説明

ヘッダーアッシー、スクイブならびにエアバッグ用ガス発生装置およびシートベルトプリテンショナー用ガス発生装置

【課題】高い生産性の下で、サイズの縮小化と品質の向上を可能ならしめたスクイブ、その構成部品であるヘッダーアッシーおよび点火素子搭載コンデンサならびにかかるスクイブを搭載したエアバッグ用ガス発生装置およびシートベルトプリテンショナー用ガス発生装置を提供する。
【解決手段】複数の電極ピンを互いに絶縁して保持するヘッダーと、コンデンサの中央外周面に点火素子と電気的に接続するための外部端子電極をそなえ、その上に点火素子を載置した点火素子搭載コンデンサと、該点火素子搭載コンデンサの両端電極および該外部端子電極と電気的に接続される第1、第2および第3の電極パッドならびに外部との通信のためにヘッダーの電極ピンに電気的に接続するための通信用電極をそなえるICとを有し、該ヘッダー上に該ICを設置し、該IC上に該点火素子搭載コンデンサを設置すると共に、該ICに設けた該通信用電極を通して該電極ピンと電気的に接続する。

【発明の詳細な説明】
【技術分野】
【0001】
本発明は、エアバッグ等の自動車の安全装置に使用されるガス発生器等に搭載されるスクイブに関するものである。
また、本発明は、上記したスクイブの構成部品であるヘッダーアッシーに関するものである。

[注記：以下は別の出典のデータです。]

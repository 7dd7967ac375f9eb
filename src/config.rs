use std::path::Path;

use anyhow::Context;
use tracing::trace;

/// Top-level configuration handed to the storage layer
#[derive(Debug, Clone, Default, serde::Deserialize)]
pub struct Config {
    #[serde(default)]
    pub storage: StorageConfig,
}

/// Per-backend configuration subtrees. A backend is started only if its
/// subtree is present.
#[derive(Debug, Clone, Default, serde::Deserialize)]
pub struct StorageConfig {
    pub console: Option<ConsoleConfig>,
    pub log: Option<LogConfig>,
}

/// The console backend currently has nothing to configure
#[derive(Debug, Clone, Default, serde::Deserialize)]
pub struct ConsoleConfig {}

/// Configuration of the log/file backend
#[derive(Debug, Clone, serde::Deserialize)]
pub struct LogConfig {
    /// `stdout`, `stderr`, `stdin` or a filesystem path opened for append
    pub stream: String,
    pub format: FormatConfig,
    #[serde(default)]
    pub time: TimeConfig,
}

/// Templates used to render records
#[derive(Debug, Clone, Default, serde::Deserialize)]
pub struct FormatConfig {
    #[serde(default)]
    pub metric: String,
    #[serde(default)]
    pub event: String,
    #[serde(default = "default_tag")]
    pub tag: String,
    #[serde(
        rename = "tag-separator",
        alias = "tag-seperator",
        default = "default_tag_separator"
    )]
    pub tag_separator: String,
}

#[derive(Debug, Clone, serde::Deserialize)]
pub struct TimeConfig {
    /// IANA zone name; empty means UTC
    #[serde(default)]
    pub location: String,
    /// strftime pattern
    #[serde(default = "default_time_format")]
    pub format: String,
}

impl Default for TimeConfig {
    fn default() -> Self {
        TimeConfig {
            location: String::new(),
            format: default_time_format(),
        }
    }
}

fn default_tag() -> String {
    String::from("%name=%value")
}

fn default_tag_separator() -> String {
    String::from(",")
}

fn default_time_format() -> String {
    String::from("%Y-%m-%dT%H:%M:%S%:z")
}

pub fn read_config_file(path: impl AsRef<Path>) -> anyhow::Result<Config> {
    let path = path.as_ref();
    let file_content = std::fs::read_to_string(path)
        .with_context(|| format!("could not read configuration file {}", path.display()))?;
    serde_json::from_str(&file_content)
        .with_context(|| format!("invalid configuration file {}", path.display()))
        .inspect(|config| trace!("loaded config: {config:?}"))
}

さらに、本発明は、上記のスクイブを搭載したエアバッグ用ガス発生装置およびシートベルトプリテンショナー用ガス発生装置に関するものである。
【背景技術】
【0002】
自動車に装着されるエアバッグを膨張させるためのガス発生器用のスクイブとして、従来から種々の電気式スクイブが開発されている。
このスクイブは、通常、外部と電気的に接続するための金属ピンを有し、またこの金属ピンの他端には火薬に点火するための加熱素子をそなえている。
【0003】
従来使用されてきた点火具は、点火薬に点火するために、架橋ワイヤを使用していた。架橋ワイヤとしては、ニクロム線を用いており、架橋ワイヤの線径が細すぎると取り付けることができない。また、取り付けることができる線径の架橋ワイヤでは熱容量が大きいために、BUSシステムのような通信のエネルギーだけで点火薬を点火するためには、容量の大きなコンデンサに十分な電荷を蓄積する必要があった。
【0004】
また別の点火具として、プリント回路基板の製造技術を用い、プリント回路基板上に直接厚膜抵抗体を形成する方法が知られている。

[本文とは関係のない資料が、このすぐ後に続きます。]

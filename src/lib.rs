pub mod config;
pub mod storage;
pub mod supervisor;

use std::collections::BTreeMap;

use chrono::{DateTime, Utc};
use serde::{Deserialize, Serialize};

/// Tags attached to a record. Keys are unique; rendering walks them in key order.
pub type Tags = BTreeMap<String, String>;

/// A point-in-time measurement produced upstream.
#[derive(Debug, Clone, PartialEq, Serialize, Deserialize)]
pub struct Metric {
    /// Identifier of the measured unit
    pub job: String,

    /// Sub-category or phase label (e.g. "dns", "total")
    pub timing: String,

    pub value: f64,

    /// Set by the producer before the record enters the pipeline
    pub timestamp: DateTime<Utc>,

    #[serde(default)]
    pub url: String,

    #[serde(default)]
    pub tags: Tags,
}

/// A discrete occurrence notification.
#[derive(Debug, Clone, PartialEq, Serialize, Deserialize)]
pub struct Event {
    pub name: String,

    #[serde(rename = "status", alias = "server_status")]
    pub server_status: i64,

    pub timestamp: DateTime<Utc>,

    #[serde(default)]
    pub tags: Tags,
}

例えば特許文献1には、プリント回路基板を用い、厚膜抵抗体を直接プリント回路基板上に形成し、回路基板上の別の部分に静電気保護の目的でバリスタを搭載したスクイブが示されている。
また、特許文献2には、同様に、プリント回路基板に抵抗性加熱素子を搭載し、コンデンサとバリスタをハンダでプリント回路基板に接続したものを、さらに電極ピンに接続して得られるスクイブが開示されている。

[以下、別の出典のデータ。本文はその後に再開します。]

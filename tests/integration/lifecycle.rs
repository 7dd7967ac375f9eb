//! Lifecycle tests: startup from config, shutdown, contract violations

use std::time::Duration;

use assert_matches::assert_matches;
use pulse::{
    config::{Config, ConsoleConfig, StorageConfig},
    storage::{IngressError, log::LogStorage},
    supervisor::EngineSupervisor,
};

use super::helpers::*;

#[tokio::test]
async fn test_shutdown_closes_file_and_rejects_late_writes() {
    let dir = tempfile::tempdir().unwrap();
    let path = dir.path().join("metrics.log");

    let supervisor = EngineSupervisor::new();
    let storage = LogStorage::new(&create_log_config(path.to_str().unwrap())).unwrap();
    let handles = supervisor.start(storage);

    handles.metrics.send(create_metric("a", 1.0)).await.unwrap();
    handles.metrics.send(create_metric("b", 2.0)).await.unwrap();
    handles.events.send(create_event("deploy", 200)).await.unwrap();

    supervisor.shutdown(Duration::from_secs(5)).await.unwrap();
    assert_eq!(supervisor.running(), 0);

    let content = std::fs::read_to_string(&path).unwrap();
    assert_eq!(content.lines().count(), 3);

    // the loop is gone and the file handle with it
    assert!(handles.metrics.is_closed());
    assert_eq!(
        handles.metrics.send(create_metric("late", 3.0)).await,
        Err(IngressError::Closed)
    );
    assert_eq!(
        handles.events.send(create_event("late", 500)).await,
        Err(IngressError::Closed)
    );
}

#[tokio::test]
async fn test_start_configured_starts_every_backend() {
    let dir = tempfile::tempdir().unwrap();
    let path = dir.path().join("both.log");

    let config = Config {
        storage: StorageConfig {
            console: Some(ConsoleConfig::default()),
            log: Some(create_log_config(path.to_str().unwrap())),
        },
    };

    let supervisor = EngineSupervisor::new();
    let handles = supervisor.start_configured(&config).unwrap();
    assert_eq!(handles.len(), 2);
    assert_eq!(supervisor.running(), 2);

    let names: Vec<_> = handles.iter().map(|h| h.name).collect();
    assert_eq!(names, vec!["console", "log"]);

    for handle in &handles {
        handle.metrics.send(create_metric("both", 1.5)).await.unwrap();
    }

    supervisor.shutdown(Duration::from_secs(5)).await.unwrap();
    assert_eq!(std::fs::read_to_string(&path).unwrap(), "metric both 1.5\n");
}

#[tokio::test]
async fn test_console_event_is_contract_violation() {
    let config = Config {
        storage: StorageConfig {
            console: Some(ConsoleConfig::default()),
            log: None,
        },
    };

    let supervisor = EngineSupervisor::new();
    let handles = supervisor.start_configured(&config).unwrap();
    let console = &handles[0];

    assert!(!console.events.is_supported());
    let err = console.events.send(create_event("deploy", 200)).await.unwrap_err();
    assert_matches!(err, IngressError::Unsupported { backend: "console" });
    assert_ne!(err, IngressError::Closed);

    // still a contract violation once the backend is gone
    supervisor.shutdown(Duration::from_secs(5)).await.unwrap();
    assert_matches!(
        console.events.send(create_event("deploy", 200)).await,
        Err(IngressError::Unsupported { .. })
    );
}

#[tokio::test]
async fn test_shutdown_is_bounded_for_many_backends() {
    let dir = tempfile::tempdir().unwrap();
    let supervisor = EngineSupervisor::new();

    let mut handles = Vec::new();
    for i in 0..8 {
        let path = dir.path().join(format!("engine-{i}.log"));
        let storage = LogStorage::new(&create_log_config(path.to_str().unwrap())).unwrap();
        handles.push(supervisor.start(storage));
    }
    assert_eq!(supervisor.running(), 8);

    let started = std::time::Instant::now();
    supervisor.shutdown(Duration::from_secs(5)).await.unwrap();
    assert!(started.elapsed() < Duration::from_secs(5));

    for handle in handles {
        assert!(handle.metrics.is_closed());
    }
}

これらの技術により、点火に必要なエネルギーは架橋ワイヤを用いる場合よりも低く改善されたとはいえ、まだ十分とは言えなかった。
【特許文献1】特開2003-205823号公報
【特許文献2】特開2000-108838号公報
【0005】
一方、半導体ブリッジ(SCB:Semiconductor Bridge)は、スパッタや蒸着などの半導体技術を用いて製造されたブリッジを総称するものであるが、架橋ワイヤやプリント回路基板に比べ半導体ブリッジを用いた点火具は、線幅を細くした非常に微細な構造を作ることができ、厚みも数ミクロン程度の膜厚の薄膜ブリッジを利用するので、熱容量を小さくすることができ、高速応答性と低エネルギーでの点火性を持たせることが可能である。架橋ワイヤでは、1.2Aの通電で点火薬を点火温度まで加熱するのに800から1000マイクロ秒程度の時間を要するので、点火に必要なエネルギーは2.9 mJ程度必要であったが、半導体ブリッジでは、小容量のコンデンサからの放電により0.44 mJ以下で点火薬を点火することができる。また、SCBは、スパッタや蒸着などの半導体製造設備を使うので基板サイズを大幅に小さくできるだけでなく、発熱部の熱容量を小さく、かつ正確に制御することができるので、点火応答性が高くかつ低エネルギー着火のスクイブを安定して作ることができる。
【0006】
また、BUSシステムと呼ばれる通信による点火を可能にするために、ICを内蔵したスクイ ブとして特許文献3に開示の点火装置が知られている。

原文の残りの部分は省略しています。